Jesus, me chicoteia!

Coisas escritas em 2008

Complicação, crise evolução, resolução

Segura, que eu vou abrir meu coração. Sentaí, espie.

COMPLICAÇÃO

Depois de três semanas no emprego novo, escrevi minhas primeiras matérias para a revista. Eu vinha escrevendo notas para as newsletters semanais e entrevistando gente para essas matérias. Eu não gosto muito dessa fase de apuração, então foi um alívio chegar à parte que me dava prazer de verdade. Apurar envolvia interação com pessoas, pesquisa, conciliação de agendas. Escrever era um ato solitário: era só deixar a inspiração fluir, derramar fios de ouro pela tela do computador e me recostar para receber os elogios com modéstia fingida.

Só que quando comecei a escrever, percebi que tinha feito todas as perguntas erradas nas entrevistas, que tinha dedicado pouco tempo à apuração e que o texto ficaria capenga. Mas eu tinha um prazo a cumprir, então escrevi. Ao entregar as matérias, avisei logo ao chefe que não estavam lá essas coisas.

No dia seguinte, ele me chamou para conversar sobre os textos. De fato, ele disse, estavam ruins. Muito ruins. Iam sair assim mesmo, porque não dava mais tempo. Mas eu tinha produzido notas boas, era capaz de coisa muito melhor do que aquele negócio disforme.

O chefe é um cara bondoso, então depois me contou histórias de outros repórteres, passados e atuais, que entregaram coisa muito pior da primeira vez. Minha vaidade filtrou essa parte. Eu só conseguia pensar que estava no lugar errado, que nunca conseguiria o que aquela gente queria de mim. Eu queimava de vergonha, e queria sumir da sala, do prédio, da cidade, do mundo.

CRISE EVOLUÇÃO

1. Flashback

Tanto me chamaram de inteligente a vida toda, que eu acabei pensando que era algum tipo de gênio. Eu captava tudo de primeira, com a maior facilidade. Meu cérebro era uma esponja de absorver informação, um computador de processamento rápido, grande capacidade de armazenamento e conectado ao mundo. Não havia para mim pior ofensa do que “esforçado”. “Fulano é muito esforçado”, alguém dizia, e eu logo pensava que o cara era retardado.

Espie.

Eu tive uma bicicleta quando era criança. Tinha aquelas rodinhas atrás. Depois de um tempo, adquiri confiança para tirar as rodinhas, e me equilibrava bem em cima da danada. Então como é que até hoje, aos 33 anos de vida, eu não sei andar de bicicleta?

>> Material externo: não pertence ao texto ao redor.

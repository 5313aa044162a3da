//! Pairing API Handlers

use axum::{Json, extract::State};
use serde::{Deserialize, Serialize};

use crate::core::ServerState;
use crate::utils::AppResult;

#[derive(Debug, Deserialize)]
pub struct PairingCodeRequest {
    pub member_id: String,
}

#[derive(Debug, Serialize)]
pub struct PairingCodeResponse {
    pub pairing_code: String,
    pub message: String,
}

#[derive(Debug, Deserialize)]
pub struct LinkRequest {
    pub pairing_code: String,
    pub nfc_id: String,
}

#[derive(Debug, Serialize)]
pub struct LinkResponse {
    pub message: String,
    pub member_id: String,
    pub nfc_id: String,
}

/// POST /api/pairing/code - 为未绑卡会员生成配对码
pub async fn generate_code(
    State(state): State<ServerState>,
    Json(req): Json<PairingCodeRequest>,
) -> AppResult<Json<PairingCodeResponse>> {
    let code = state.pairing.generate_code(&req.member_id).await?;
    Ok(Json(PairingCodeResponse {
        pairing_code: code,
        message: "Pairing code issued. Use it in the mobile app to link the NFC card."
            .to_string(),
    }))
}

/// POST /api/pairing/link - 用配对码绑定 NFC 卡
pub async fn link_card(
    State(state): State<ServerState>,
    Json(req): Json<LinkRequest>,
) -> AppResult<Json<LinkResponse>> {
    let member_id = state.pairing.link(&req.pairing_code, &req.nfc_id).await?;
    Ok(Json(LinkResponse {
        message: "NFC card linked to member".to_string(),
        member_id,
        nfc_id: req.nfc_id,
    }))
}
//! Pairing API 模块

mod handler;

use axum::{Router, routing::post};

use crate::core::ServerState;

pub fn router() -> Router<ServerState> {
    Router::new().nest("/api/pairing", routes())
}

fn routes() -> Router<ServerState> {
    Router::new()
        .route("/code", post(handler::generate_code))
        .route("/link", post(handler::link_card))
}
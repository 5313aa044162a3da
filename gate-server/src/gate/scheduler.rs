//! 统计刷新调度器
//!
//! 在设施本地午夜重算 dashboard 统计，使 daily_activity 和
//! activity_per_day 在没有刷卡流量时也能翻到新的一天。
//!
//! 注册为 `TaskKind::Periodic`，在 `start_background_tasks()` 中启动。

use chrono::Duration;
use chrono_tz::Tz;
use tokio_util::sync::CancellationToken;

use crate::gate::stats::StatsAggregator;
use crate::utils::time;

/// Seconds past midnight before the refresh fires (clock-skew buffer)
const MIDNIGHT_OFFSET_SECS: i64 = 30;

pub struct StatsRefreshScheduler {
    stats: StatsAggregator,
    tz: Tz,
    shutdown: CancellationToken,
}

impl StatsRefreshScheduler {
    pub fn new(stats: StatsAggregator, tz: Tz, shutdown: CancellationToken) -> Self {
        Self {
            stats,
            tz,
            shutdown,
        }
    }

    /// 主循环：启动刷新一次 + 每日午夜定点触发
    pub async fn run(self) {
        tracing::info!("Dashboard stats refresher started");

        // 启动时立即重算一次
        self.stats.recompute_best_effort().await;

        loop {
            let sleep_duration = Self::duration_until_next_midnight(self.tz);
            tracing::debug!(
                "Next stats refresh in {} minutes",
                sleep_duration.as_secs() / 60
            );

            tokio::select! {
                _ = tokio::time::sleep(sleep_duration) => {
                    self.stats.recompute_best_effort().await;
                }
                _ = self.shutdown.cancelled() => {
                    tracing::info!("Stats refresher received shutdown signal");
                    return;
                }
            }
        }
    }

    /// 距下一个本地午夜 (+offset) 的时长
    ///
    /// DST gap fallback: 如果本地午夜不存在，fallback 到 UTC 解释。
    fn duration_until_next_midnight(tz: Tz) -> std::time::Duration {
        let now = time::local_now(tz);
        let next_date = now.date_naive() + Duration::days(1);
        let naive = next_date
            .and_hms_opt(0, 0, 0)
            .unwrap_or_else(|| next_date.and_time(chrono::NaiveTime::MIN));
        let next = naive
            .and_local_timezone(tz)
            .latest()
            .map(|dt| dt.timestamp())
            .unwrap_or_else(|| naive.and_utc().timestamp())
            + MIDNIGHT_OFFSET_SECS;

        let secs = (next - now.timestamp()).max(60);
        std::time::Duration::from_secs(secs as u64)
    }
}
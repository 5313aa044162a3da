//! Access API 模块

mod handler;

use axum::{
    Router,
    routing::{get, post},
};

use crate::core::ServerState;

pub fn router() -> Router<ServerState> {
    Router::new().nest("/api/access", routes())
}

fn routes() -> Router<ServerState> {
    Router::new()
        .route("/", post(handler::check_access))
        .route("/logs", get(handler::list_logs))
        .route("/logs/{member_id}", get(handler::logs_by_member))
        .route("/alerts", get(handler::list_alerts))
        .route("/alerts/{name}", get(handler::alerts_by_name))
}
//! Alert Model

use serde::{Deserialize, Serialize};

/// Alert classification
///
/// Serialized with the operator-facing display strings so the stored
/// records read well in the dashboard without a mapping table.
#[derive(Debug, Clone, Copy, PartialEq, Eq, Serialize, Deserialize)]
pub enum AlertType {
    #[serde(rename = "Unknown NFC")]
    UnknownNfc,
    #[serde(rename = "Multiple Failed Attempts")]
    MultipleFailedAttempts,
    #[serde(rename = "No Active Membership")]
    NoActiveMembership,
    #[serde(rename = "Membership Expired")]
    MembershipExpired,
}

impl std::fmt::Display for AlertType {
    fn fmt(&self, f: &mut std::fmt::Formatter<'_>) -> std::fmt::Result {
        match self {
            AlertType::UnknownNfc => write!(f, "Unknown NFC"),
            AlertType::MultipleFailedAttempts => write!(f, "Multiple Failed Attempts"),
            AlertType::NoActiveMembership => write!(f, "No Active Membership"),
            AlertType::MembershipExpired => write!(f, "Membership Expired"),
        }
    }
}

/// Immutable operator alert (append-only)
#[derive(Debug, Clone, Serialize, Deserialize)]
pub struct Alert {
    pub name: String,
    #[serde(rename = "type")]
    pub alert_type: AlertType,
    pub location: String,
    pub timestamp: i64,
}
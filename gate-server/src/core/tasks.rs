//! 后台任务管理
//!
//! 两类后台工作：
//!
//! - [`BackgroundTasks`] — 长期任务（定时统计刷新等）的注册和优雅关闭
//! - [`spawn_best_effort`] — 请求路径上的 fire-and-forget 副作用
//!   （日志、告警、统计重算）。进程在响应之后、任务完成之前崩溃会
//!   丢掉该副作用；这是接受的 best-effort 语义，不是正确性保证。

use futures::FutureExt;
use std::fmt;
use std::panic::AssertUnwindSafe;
use tokio::task::JoinHandle;
use tokio_util::sync::CancellationToken;

/// 任务类型
#[derive(Debug, Clone, Copy, PartialEq, Eq)]
pub enum TaskKind {
    /// 长期后台工作者
    Worker,
    /// 定时任务
    Periodic,
}

impl fmt::Display for TaskKind {
    fn fmt(&self, f: &mut fmt::Formatter<'_>) -> fmt::Result {
        match self {
            TaskKind::Worker => write!(f, "Worker"),
            TaskKind::Periodic => write!(f, "Periodic"),
        }
    }
}

/// 已注册的后台任务
struct RegisteredTask {
    name: &'static str,
    kind: TaskKind,
    handle: JoinHandle<()>,
}

/// 后台任务管理器
///
/// 统一管理长期任务的注册和生命周期。
pub struct BackgroundTasks {
    tasks: Vec<RegisteredTask>,
    shutdown: CancellationToken,
}

impl BackgroundTasks {
    pub fn new() -> Self {
        Self {
            tasks: Vec::new(),
            shutdown: CancellationToken::new(),
        }
    }

    /// 获取取消令牌（用于任务内部监听 shutdown 信号）
    pub fn shutdown_token(&self) -> CancellationToken {
        self.shutdown.clone()
    }

    /// 注册并启动一个后台任务
    ///
    /// 任务会被包装以捕获 panic，异常退出会记录错误日志。
    pub fn spawn<F>(&mut self, name: &'static str, kind: TaskKind, future: F)
    where
        F: std::future::Future<Output = ()> + Send + 'static,
    {
        let wrapped_future = async move {
            let result: Result<(), Box<dyn std::any::Any + Send>> =
                AssertUnwindSafe(future).catch_unwind().await;
            match result {
                Ok(()) => {
                    tracing::warn!(task = %name, kind = %kind, "Background task completed unexpectedly");
                }
                Err(panic_info) => {
                    let panic_msg: String = if let Some(s) = panic_info.downcast_ref::<&str>() {
                        (*s).to_string()
                    } else if let Some(s) = panic_info.downcast_ref::<String>() {
                        s.clone()
                    } else {
                        "Unknown panic".to_string()
                    };
                    tracing::error!(
                        task = %name,
                        kind = %kind,
                        panic = %panic_msg,
                        "Background task panicked! This is a bug that should be reported."
                    );
                }
            }
        };

        let handle = tokio::spawn(wrapped_future);
        tracing::debug!(task = %name, kind = %kind, "Registered background task");
        self.tasks.push(RegisteredTask { name, kind, handle });
    }

    pub fn len(&self) -> usize {
        self.tasks.len()
    }

    pub fn is_empty(&self) -> bool {
        self.tasks.is_empty()
    }

    /// 打印任务摘要
    pub fn log_summary(&self) {
        tracing::info!("Background tasks registered: {}", self.tasks.len());
    }

    /// Graceful shutdown - 取消所有任务并等待完成
    pub async fn shutdown(self) {
        tracing::info!("Shutting down {} background tasks...", self.tasks.len());

        self.shutdown.cancel();

        for task in self.tasks {
            match task.handle.await {
                Ok(()) => {
                    tracing::debug!(task = %task.name, "Task completed");
                }
                Err(e) if e.is_cancelled() => {
                    tracing::debug!(task = %task.name, "Task cancelled");
                }
                Err(e) => {
                    tracing::error!(task = %task.name, error = ?e, "Task panicked");
                }
            }
        }

        tracing::info!("All background tasks stopped");
    }
}

impl Default for BackgroundTasks {
    fn default() -> Self {
        Self::new()
    }
}

/// Fire-and-forget 副作用任务
///
/// 不阻塞 HTTP 响应；失败只记 warn。与响应之间没有顺序保证。
pub fn spawn_best_effort<F>(name: &'static str, future: F)
where
    F: std::future::Future<Output = anyhow::Result<()>> + Send + 'static,
{
    tokio::spawn(async move {
        if let Err(e) = future.await {
            tracing::warn!(task = %name, error = %e, "background side effect failed");
        }
    });
}
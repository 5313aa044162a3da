//! Product Model

use rust_decimal::Decimal;
use serde::{Deserialize, Serialize};

/// Catalog product sold against the member balance
#[derive(Debug, Clone, Serialize, Deserialize)]
pub struct Product {
    pub id: String,
    pub name: String,
    pub sale_price: Decimal,
}
//! Member Repository

use std::sync::Arc;

use rust_decimal::Decimal;
use serde_json::json;

use super::{RepoError, RepoResult, decode};
use crate::db::collections::MEMBERS;
use crate::db::store::{Filter, RecordStore};
use shared::models::Member;

#[derive(Clone)]
pub struct MemberRepository {
    store: Arc<dyn RecordStore>,
}

impl MemberRepository {
    pub fn new(store: Arc<dyn RecordStore>) -> Self {
        Self { store }
    }

    /// Look up the member bound to an NFC token.
    ///
    /// The pairing flow guarantees at most one binding per token; a first
    /// match is therefore the match.
    pub async fn find_by_token(&self, token: &str) -> RepoResult<Option<Member>> {
        let mut records = self
            .store
            .query(
                MEMBERS,
                &[Filter::Eq("nfc_token", json!(token))],
                None,
                Some(1),
                None,
            )
            .await?;
        records.pop().map(decode).transpose()
    }

    pub async fn find_by_id(&self, id: &str) -> RepoResult<Option<Member>> {
        self.store
            .get(MEMBERS, id)
            .await?
            .map(decode)
            .transpose()
    }

    /// Overwrite the member's balance.
    ///
    /// Callers hold the per-member lock across the preceding sufficiency
    /// check; this write alone is not a conditional decrement.
    pub async fn set_balance(&self, id: &str, balance: Decimal) -> RepoResult<()> {
        let value = serde_json::to_value(balance).map_err(|e| RepoError::Corrupt(e.to_string()))?;
        self.store
            .update(MEMBERS, id, &[("balance".to_string(), value)])
            .await?;
        Ok(())
    }

    /// Bind an NFC token and activate the member (pairing redemption).
    pub async fn bind_token(&self, id: &str, token: &str) -> RepoResult<()> {
        self.store
            .update(
                MEMBERS,
                id,
                &[
                    ("nfc_token".to_string(), json!(token)),
                    ("status".to_string(), json!("active")),
                ],
            )
            .await?;
        Ok(())
    }
}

O negócio é que chegou a hora de aprender a fazer curvas, subir e descer ladeiras, essas coisas. Para isso, eu precisava sair do conforto do quintal dos fundos e ir pedalar na rua junto com as crianças normais. Mas isso implicaria em reconhecer para todo mundo que eu não sabia andar de bicicleta.

Anos depois, criei minha versão do motivo pelo qual não sei andar de bicicleta: um amigo gordo foi me visitar, sentou na bicicleta, ela quebrou. Justo na época em que eu estava começando a aprender de verdade. Meus pais não podiam comprar outra. Fim da história.

A verdade é que meu amigo nem era tão gordo assim, coitado. A verdade é que a bicicleta quebrou porque estava enferrujada, após mais de três anos de abandono.

A verdade é que eu não sei andar de bicicleta porque não suporto admitir minha ignorância.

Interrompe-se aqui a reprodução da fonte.